BTG Pactual, bank in which André Esteves is chairman and senior partner, offers advisory services in merger transactions and acquisitions, equity, debt underwriting, asset management, wealth management, sales and trading, loans and financing (corporate lending) and fund management for clients including corporations, financial institutions, governments and high-net-worth people. The bank is also active in proprietary investments (both class of net assets as of non-liquid assets). It is recognized as one of the leading investment banks in emerging markets, the largest independent investment bank and the largest asset manager in Brazil.

Controversy

Insider trading 
In April 2012, André Esteves was fined €350,000 for insider trading in Italy and officials "also froze €4.2 million of Mr. Esteves's personal assets and barred him from acting as an officer in an Italian company for six months." Italy’s Consob did this because, they said, that "the 43-year-old Latin American banker bought the shares in November 2007 knowing that the group was planning to enter a joint venture with Brazilian rival JBS." This case was closed and there was no impact to the public offering. In 2012, penalties for André Esteves' insider trading "force[d] the bank to amend its prospectus, give investors the option to reconsidering bids for BTG shares, and put a cloud over one of this year's highest-profile bank deals." In "a statement, BTG Pactual said Esteves believed the allegations had no merit and was determined to appeal the decision." However, Esteves did not appeal, citing cost and a loss of time as his reasons.[32]

In 2013,  Charles Rosier, a partner of BTG Pactual, was convicted in the largest insider trading case in the history of France. While at UBS, at the end of March and early April 2008, he and his cousin Joseph Raad used inside information to purchase shares and options in Geodis just before the announcement of a takeover bid.
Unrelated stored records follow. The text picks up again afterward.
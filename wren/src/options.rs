use wren_config::{ColorScheme, ParagraphStyle, Settings};
use wren_text::PairPolicy;

/// The parts of [`Settings`] a [`crate::DocumentHandler`] reads.
///
/// Built from fully loaded settings before the handler exists, and replaced
/// wholesale through [`crate::DocumentHandler::reload`].
#[derive(Debug, Clone, PartialEq)]
pub struct EditorOptions {
    pub token_highlighting: bool,
    pub semantic_highlighting: bool,
    pub tab_size: usize,
    pub indent_with_spaces: bool,
    pub undo_limit: usize,
    pub colors: ColorScheme,
}

impl Default for EditorOptions {
    fn default() -> Self {
        Self::from_settings(&Settings::default())
    }
}

impl EditorOptions {
    pub fn from_settings(settings: &Settings) -> Self {
        Self {
            token_highlighting: settings.highlight_token_based,
            semantic_highlighting: settings.highlight_semantic_based,
            tab_size: settings.tab_size,
            indent_with_spaces: settings.indent_with_spaces,
            undo_limit: settings.undo_limit,
            colors: settings.colors.clone(),
        }
    }

    pub fn paragraph_style(&self) -> ParagraphStyle {
        ParagraphStyle {
            tab_size: self.tab_size,
        }
    }

    pub(crate) fn pair_policy(&self) -> PairPolicy {
        let policy = PairPolicy::default();
        if self.indent_with_spaces {
            policy.with_tab_expansion(self.tab_size)
        } else {
            policy
        }
    }
}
Of significance, Rosier worked at UBS when he participated in the insider trades when André Esteves, now CEO, partner and director of BTG Pactual, still worked for UBS as head of fixed income in charge of $1.7 trillion USD. Esteves had also committed inside trades while at UBS only a few months earlier in November 2007. Also of significance, Huw Jenkins, partner and director and chairman of BTG Pactual and formerly CEO of UBS Investment Bank, was a consultant to UBS at the same time.

Pactual sale to UBS then BTG 
Arthur Rutishauser in Sonntagszeitung argued that the way Esteves acquired 27% of his bank is an example of an insider case: Esteves sold the bank in 2006 for 3.1 billion SFr to UBS, where Huw Jenkins was a key decision maker and heavily involved in that transaction. Esteves later repurchased Pactual back in 2009 for 2.5 billion SF after being allowed to leave UBS to set up BTG. Huw Jenkins was ejected from UBS in 2007 and disappeared then resurfaced as a senior partner and board member at BTG Pactual in 2010.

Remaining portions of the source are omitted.